Bagehot is buried, along with his wife, his parents, and his half-brothers, in a grave in the south-east corner of the churchyard of All Saints’, Langport.
It is a Grade 2 listed structure, referred to in the official Historic England listing as the Bagehot Monument. The list entry gives this description:
“Tombstones and enclosure, 1877. Ham stone. Two matching headstones, with scroll heads and leaf side decoration, and in front square enclosure in Gothic style, open balustrading on plinth with coping, having quatrefoil and leaf decoration.”
The people commemorated on the gravestones are:
On the left-hand gravestone:
Thomas Watson Bagehot, his father (1795-1881)
Edith Bagehot, née Stuckey, his mother (1786-1870)
Vincent Estlin, his half-brother (1807-1869)
George Stuckey Estlin, his half-brother (1809-1829)
(Joseph) Prior Estlin, his half-brother (1811-1821)
On the right-hand gravestone:
Walter Bagehot (1826-1877)
Eliza Bagehot, née Wilson, his wife (1832-1921)
Watson Bagehot, his brother (1824-1827)
Unfortunately two of the dates engraved on the headstone are incorrect. George Stuckey Estlin died on 10 June 1829, not 1 June 1829, and Edith Bagehot died on 21 February 1870, not 21 January 1870.
The grave has been a place of pilgrimage for many of his admirers, notably the future US President, Woodrow Wilson, who sent his wife a leaf taken from it. Sadly no -one was there to photograph his visit- and the leaf’s whereabouts are unknown!, but others have been recorded paying their respects.

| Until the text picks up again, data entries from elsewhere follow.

use super::container::{ContainerService, MeasurementService};
use super::events::{EventBinder, Notifier};
use super::presenter::TilePresenter;

/// Everything a carousel engine calls into, as one bound.
///
/// Implemented automatically for any type providing all collaborator
/// traits, so a host can be a single struct or a composition.
pub trait CarouselHost:
    ContainerService + MeasurementService + Notifier + EventBinder + TilePresenter
{
}

impl<T> CarouselHost for T where
    T: ContainerService
        + MeasurementService
        + Notifier
        + EventBinder
        + TilePresenter
{
}
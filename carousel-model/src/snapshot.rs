use crate::handle::NodeHandle;
use crate::tile::{TileAccessibility, TileRole};

/// Presentation-facing view of one tile.
#[derive(Debug, Clone, PartialEq)]
#[cfg_attr(feature = "serde", derive(serde::Serialize, serde::Deserialize))]
#[cfg_attr(feature = "serde", serde(rename_all = "camelCase"))]
pub struct TileView {
    pub node: NodeHandle,
    pub role: TileRole,
    pub accessibility: TileAccessibility,
    pub media_requested: bool,
}

/// Read-only copy of the carousel state.
///
/// Handed to frame hooks and returned by the engine's snapshot accessor.
/// Presenters can render entirely from this value.
#[derive(Debug, Clone, PartialEq)]
#[cfg_attr(feature = "serde", derive(serde::Serialize, serde::Deserialize))]
#[cfg_attr(feature = "serde", serde(rename_all = "camelCase"))]
pub struct StateSnapshot {
    pub index: usize,
    pub frame_index: usize,
    pub prev_index: Option<usize>,
    pub prev_frame_index: usize,
    pub frame_count: usize,
    pub tile_delta: usize,
    pub current_tile: NodeHandle,
    pub current_frame: Vec<NodeHandle>,
    pub prev_enabled: bool,
    pub next_enabled: bool,
    /// Horizontal translation of the tile holder, `tileWidth * index`.
    pub offset: f32,
    pub tiles: Vec<TileView>,
}

impl StateSnapshot {
    pub fn is_first_frame(&self) -> bool {
        self.index == 0
    }

    /// Tiles a screen reader may currently announce.
    pub fn visible_tiles(&self) -> impl Iterator<Item = NodeHandle> + '_ {
        self.tiles
            .iter()
            .filter(|tile| !tile.accessibility.is_hidden())
            .map(|tile| tile.node)
    }
}
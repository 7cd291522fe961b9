use carousel_config::CarouselOptionsSource;
use carousel_core::CarouselOptions;
use serde_json::{Value, json};

/// JSON view of loaded options: where they came from, the raw values and
/// what they normalize to.
pub fn options_report(
    options: CarouselOptions,
    source: &CarouselOptionsSource,
) -> anyhow::Result<Value> {
    let raw = serde_json::to_value(&options)?;
    let (config, _) = options.normalize()?;
    Ok(json!({
        "source": source.to_string(),
        "options": raw,
        "resolved": config,
    }))
}
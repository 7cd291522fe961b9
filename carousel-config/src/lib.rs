//! Configuration loading for the carousel engine.
//!
//! Options come from a TOML or JSON file, inline JSON in the environment or
//! a default file next to the working directory, with a few scalar
//! environment overrides applied last. The result is an unnormalized
//! [`CarouselOptions`](carousel_core::CarouselOptions); coercion and
//! validation still happen in `CarouselOptions::normalize`.

#![allow(missing_docs)]

pub mod loader;
pub mod util;

pub use loader::{
    CarouselOptionsSource, ConfigLoadError, apply_env_overrides,
    find_default_file, load_from_env, load_from_file, load_with, parse_from_str,
    parse_json,
};
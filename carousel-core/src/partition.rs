//! Splits the tile sequence into fixed-size frames.

use std::ops::Range;

/// Frame structure of a tile sequence. Computed once at init; tile count is
/// fixed afterwards so the partition never changes.
#[derive(Debug, Clone, PartialEq, Eq)]
pub struct FramePartition {
    pub frames: Vec<Range<usize>>,
    pub tile_count: usize,
    pub increment: usize,
}

impl FramePartition {
    /// `ceil(tile_count / increment)`.
    pub fn frame_count(&self) -> usize {
        self.frames.len()
    }

    /// Padding needed to make the last frame full width,
    /// `increment * frame_count - tile_count`. Always `< increment`.
    pub fn tile_delta(&self) -> usize {
        self.increment * self.frame_count() - self.tile_count
    }

    /// Largest valid first-visible offset, `tile_count - increment` floored
    /// at zero when a single frame holds every tile.
    pub fn max_index(&self) -> usize {
        self.tile_count.saturating_sub(self.increment)
    }

    /// Start of the last logical frame.
    pub fn last_frame_start(&self) -> usize {
        self.frames.last().map(|frame| frame.start).unwrap_or(0)
    }

    pub fn frame(&self, frame_index: usize) -> Option<Range<usize>> {
        self.frames.get(frame_index).cloned()
    }
}

/// Partition `tile_count` tiles into frames of `increment` tiles, preserving
/// order. Every frame but possibly the last holds exactly `increment` tiles.
///
/// `increment` is validated to be non-zero by option normalization.
pub fn partition(tile_count: usize, increment: usize) -> FramePartition {
    debug_assert!(increment > 0, "increment must be validated before partitioning");
    let increment = increment.max(1);

    let frames = (0..tile_count)
        .step_by(increment)
        .map(|start| start..(start + increment).min(tile_count))
        .collect();

    FramePartition {
        frames,
        tile_count,
        increment,
    }
}
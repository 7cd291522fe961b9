use carousel_model::{DeferredMedia, NodeHandle, TileAccessibility};

/// Reflects per-tile state changes onto rendered tiles.
pub trait TilePresenter {
    /// Toggle the busy marker on the tile holder.
    fn set_busy(&mut self, holder: NodeHandle, busy: bool);

    /// Write the accessibility flags of one tile (hidden/visible classes,
    /// `tabindex`, focus marker).
    fn apply_accessibility(
        &mut self,
        tile: NodeHandle,
        state: &TileAccessibility,
    );

    /// Move input focus to `tile`.
    fn focus(&mut self, tile: NodeHandle);

    /// Start fetching the resolved media of `tile`.
    fn load_media(&mut self, tile: NodeHandle, media: &[DeferredMedia]);
}
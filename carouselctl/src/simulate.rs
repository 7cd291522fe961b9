use std::io::Write;
use std::str::FromStr;

use anyhow::Context;
use carousel_core::{CarouselEngine, CarouselOptions};
use thiserror::Error;
use tracing::debug;

use crate::headless::{HeadlessDocument, tile_strip};

/// One step of a simulation.
#[derive(Debug, Clone, PartialEq, Eq)]
pub enum Action {
    Next,
    Prev,
    Reset,
    Goto(i64),
    /// A click routed by control class name (`prevFrame` / `nextFrame`).
    Click(String),
}

#[derive(Debug, Error, PartialEq, Eq)]
#[error("unknown action `{0}` (expected next, prev, reset, goto:<index> or click:<class>)")]
pub struct ParseActionError(String);

impl FromStr for Action {
    type Err = ParseActionError;

    fn from_str(s: &str) -> Result<Self, Self::Err> {
        let raw = s.trim();
        match raw {
            "next" => return Ok(Action::Next),
            "prev" => return Ok(Action::Prev),
            "reset" => return Ok(Action::Reset),
            _ => {}
        }

        if let Some(index) = raw.strip_prefix("goto:") {
            return index
                .trim()
                .parse()
                .map(Action::Goto)
                .map_err(|_| ParseActionError(s.to_string()));
        }
        if let Some(class) = raw.strip_prefix("click:")
            && !class.is_empty()
        {
            return Ok(Action::Click(class.to_string()));
        }

        Err(ParseActionError(s.to_string()))
    }
}

/// Size of the generated tile strip.
#[derive(Debug, Clone, Copy, PartialEq)]
pub struct StripSpec {
    pub tiles: usize,
    pub tile_width: f32,
    pub tile_height: f32,
}

/// Build a headless carousel, run `actions` against it and write one JSON
/// snapshot per line: the initial state, then one after each action.
pub fn run<W: Write>(
    strip: StripSpec,
    options: CarouselOptions,
    actions: &[Action],
    out: &mut W,
) -> anyhow::Result<CarouselEngine<HeadlessDocument>> {
    let (doc, holder, tiles) = tile_strip(strip.tiles, strip.tile_width, strip.tile_height);
    let mut engine = CarouselEngine::new(doc, holder);
    engine
        .init(tiles, options)
        .context("failed to initialize carousel")?;
    write_snapshot(&engine, out)?;

    for action in actions {
        debug!(?action, "applying action");
        match action {
            Action::Next => {
                engine.next()?;
            }
            Action::Prev => {
                engine.prev()?;
            }
            Action::Reset => {
                engine.reset()?;
            }
            Action::Goto(index) => {
                engine.advance(*index, true)?;
            }
            Action::Click(class) => {
                engine.dispatch_control(class)?;
            }
        }
        write_snapshot(&engine, out)?;
    }

    Ok(engine)
}

fn write_snapshot<W: Write>(
    engine: &CarouselEngine<HeadlessDocument>,
    out: &mut W,
) -> anyhow::Result<()> {
    let snapshot = engine.snapshot()?;
    serde_json::to_writer(&mut *out, &snapshot).context("failed to encode snapshot")?;
    writeln!(out)?;
    Ok(())
}
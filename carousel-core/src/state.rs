//! The mutable carousel state and the pure index resolution behind every
//! navigation.

use std::ops::Range;

use carousel_model::{IncrementMode, TileAccessibility, TileSpec, TileView};

use crate::partition::FramePartition;

/// A tile as tracked by the engine: its input description plus the
/// accessibility flags the engine maintains for it.
#[derive(Debug, Clone, PartialEq)]
pub struct TileRecord {
    pub spec: TileSpec,
    pub accessibility: TileAccessibility,
}

impl TileRecord {
    pub fn new(spec: TileSpec) -> Self {
        Self {
            spec,
            accessibility: TileAccessibility::default(),
        }
    }

    pub fn view(&self, media_requested: bool) -> TileView {
        TileView {
            node: self.spec.node,
            role: self.spec.role,
            accessibility: self.accessibility,
            media_requested,
        }
    }
}

/// Where a navigation request lands after clamping.
#[derive(Debug, Clone, PartialEq, Eq)]
pub struct Target {
    pub index: usize,
    pub current_frame: Range<usize>,
    pub current_tile: usize,
    pub is_last_frame: bool,
}

/// Clamp `requested` into `[0, tile_count - increment]` and work out the
/// active window and focus target.
///
/// The window always spans `increment` tiles when the sequence is long
/// enough, so the last window may reuse tiles of the previous logical frame.
/// In frame mode, when the last logical frame is short, focus moves
/// `tile_delta` tiles past the window start so it lands on a tile the
/// previous frame did not show. The shifted focus is bounded by the last tile
/// for sequences shorter than half an increment.
pub fn resolve_target(
    partition: &FramePartition,
    mode: IncrementMode,
    requested: i64,
) -> Target {
    let max_index = partition.max_index();
    let index = usize::try_from(requested.max(0)).unwrap_or(usize::MAX).min(max_index);
    let is_last_frame = index == max_index;

    let end = (index + partition.increment).min(partition.tile_count);
    let shift = is_last_frame && partition.tile_delta() > 0 && mode == IncrementMode::Frame;
    let current_tile = if shift {
        (index + partition.tile_delta()).min(partition.tile_count.saturating_sub(1))
    } else {
        index
    };

    Target {
        index,
        current_frame: index..end,
        current_tile,
        is_last_frame,
    }
}

/// Core state owned by one engine. `frame_index` and `offset` are derived
/// from `index` on read and never stored.
#[derive(Debug, Clone, PartialEq)]
pub struct CarouselState {
    pub index: usize,
    pub prev_index: Option<usize>,
    pub prev_frame_index: usize,
    pub current_tile: usize,
    pub prev_tile: Option<usize>,
    pub current_frame: Range<usize>,
    pub prev_frame: Range<usize>,
    pub tile_width: f32,
    pub tile_height: f32,
    increment: usize,
}

impl CarouselState {
    pub fn initial(
        partition: &FramePartition,
        tile_width: f32,
        tile_height: f32,
    ) -> Self {
        let first_frame = partition.frame(0).unwrap_or(0..0);
        Self {
            index: 0,
            prev_index: None,
            prev_frame_index: 0,
            current_tile: 0,
            prev_tile: None,
            current_frame: first_frame.clone(),
            prev_frame: first_frame,
            tile_width,
            tile_height,
            increment: partition.increment,
        }
    }

    /// `ceil(index / increment)`.
    pub fn frame_index(&self) -> usize {
        self.index.div_ceil(self.increment)
    }

    /// Horizontal translation of the tile holder in pixels.
    pub fn offset(&self) -> f32 {
        self.tile_width * self.index as f32
    }

    /// Replace the navigation fields in one assignment, recording the
    /// previous values.
    pub fn commit(&mut self, target: Target) {
        let next = Self {
            index: target.index,
            prev_index: Some(self.index),
            prev_frame_index: self.frame_index(),
            current_tile: target.current_tile,
            prev_tile: Some(self.current_tile),
            current_frame: target.current_frame,
            prev_frame: self.current_frame.clone(),
            ..self.clone()
        };
        *self = next;
    }
}
use carousel_model::{LifecycleEvent, NodeHandle};

/// Synchronous publish side of the host's pub/sub utility.
pub trait Notifier {
    fn publish(&mut self, event: LifecycleEvent);
}

/// Attaches input listeners on behalf of the engine.
///
/// Listeners do not hold a reference to the engine. The host routes
/// activations back through `CarouselEngine::dispatch_control` and
/// `CarouselEngine::tile_focus_changed`.
pub trait EventBinder {
    /// Attach one delegated click listener on `region`; clicked controls are
    /// identified by their class name (`prevFrame` / `nextFrame`).
    fn bind_controls(&mut self, region: NodeHandle);

    /// Attach focus and blur listeners on each panel tile.
    fn bind_tile_focus(&mut self, tiles: &[NodeHandle]);
}

impl Notifier for Vec<LifecycleEvent> {
    fn publish(&mut self, event: LifecycleEvent) {
        self.push(event);
    }
}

Click on an image to enlarge it and see the caption
Looking after the grave
The History Society takes responsibility for looking after the Bagehot gravesite.
In October 2021, delayed for over a year due to the pandemic, we were finally able to tackle the overgrown site. We removed the weeds and took out the old gravel. Then we replaced the old plastic membrane underneath and replaced it with a new weed-suppressing one. The old gravel went back, and then we topped it off with new gravel to give a smart, clean finish.
History Society members Colin Edwards and Simon Taylor did all the hard work.